- _EXERCISE_: Start at the line containing "if in_rate == out_rate" and transcribe every line exactly through the end of the records below, and only those lines.

Stored entries
********
//! PCM conversion and resampling for speech playback.

use rubato::{FastFixedIn, PolynomialDegree, Resampler};

/// Rate of the raw PCM that ElevenLabs returns for `pcm_24000`.
pub const SPEECH_PCM_SAMPLE_RATE: u32 = 24_000;

const RESAMPLER_CHUNK_SIZE: usize = 1024;

#[derive(Debug, thiserror::Error)]
pub enum AudioError {
    #[error("no output device available")]
    NoOutputDevice,
    #[error("output device configuration failed: {0}")]
    Config(String),
    #[error("unsupported output sample format: {0}")]
    UnsupportedFormat(String),
    #[error("audio stream failed: {0}")]
    Stream(String),
    #[error("resampling failed: {0}")]
    Resample(String),
}

/// Creates a resampler to convert between audio sample rates.
pub fn create_resampler(
    in_sampling_rate: f64,
    out_sampling_rate: f64,
    chunk_size: usize,
) -> Result<FastFixedIn<f32>, AudioError> {
    FastFixedIn::<f32>::new(
        out_sampling_rate / in_sampling_rate,
        1.0,
        PolynomialDegree::Cubic,
        chunk_size,
        1, // mono
    )
    .map_err(|e| AudioError::Resample(e.to_string()))
}

/// Interprets little-endian 16-bit PCM bytes as normalized f32 samples.
/// A trailing odd byte is ignored.
pub fn decode_pcm16_le(bytes: &[u8]) -> Vec<f32> {
    let pcm16: Vec<i16> = bytes
        .chunks_exact(2)
        .map(|chunk| i16::from_le_bytes([chunk[0], chunk[1]]))
        .collect();
    convert_i16_to_f32(&pcm16)
}

/// Converts a slice of i16 samples to a vector of f32 samples.
pub fn convert_i16_to_f32(pcm16: &[i16]) -> Vec<f32> {
    pcm16
        .iter()
        .map(|&sample| sample as f32 / 32768.0)
        .collect()
}

/// Resamples mono audio from `in_rate` to `out_rate`.
pub fn resample(samples: &[f32], in_rate: u32, out_rate: u32) -> Result<Vec<f32>, AudioError> {
    if in_rate == out_rate || samples.is_empty() {
        return Ok(samples.to_vec());
    }

    let mut resampler =
        create_resampler(in_rate as f64, out_rate as f64, RESAMPLER_CHUNK_SIZE)?;
    let mut output =
        Vec::with_capacity(samples.len() * out_rate as usize / in_rate as usize + 1);

    let mut chunks = samples.chunks_exact(RESAMPLER_CHUNK_SIZE);
    for chunk in chunks.by_ref() {
        let frames = resampler
            .process(&[chunk], None)
            .map_err(|e| AudioError::Resample(e.to_string()))?;
        output.extend_from_slice(&frames[0]);
    }

    let remainder = chunks.remainder();
    if !remainder.is_empty() {
        let input: [&[f32]; 1] = [remainder];
        let frames = resampler
            .process_partial(Some(&input[..]), None)
            .map_err(|e| AudioError::Resample(e.to_string()))?;
        output.extend_from_slice(&frames[0]);
    }

    Ok(output)
}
********
- _TASK RESULT_:
    if in_rate == out_rate || samples.is_empty() {
        return Ok(samples.to_vec());
    }

    let mut resampler =
        create_resampler(in_rate as f64, out_rate as f64, RESAMPLER_CHUNK_SIZE)?;
    let mut output =
        Vec::with_capacity(samples.len() * out_rate as usize / in_rate as usize + 1);

    let mut chunks = samples.chunks_exact(RESAMPLER_CHUNK_SIZE);
    for chunk in chunks.by_ref() {
        let frames = resampler
            .process(&[chunk], None)
            .map_err(|e| AudioError::Resample(e.to_string()))?;
        output.extend_from_slice(&frames[0]);
    }

    let remainder = chunks.remainder();
    if !remainder.is_empty() {
        let input: [&[f32]; 1] = [remainder];
        let frames = resampler
            .process_partial(Some(&input[..]), None)
            .map_err(|e| AudioError::Resample(e.to_string()))?;
        output.extend_from_slice(&frames[0]);
    }

    Ok(output)
}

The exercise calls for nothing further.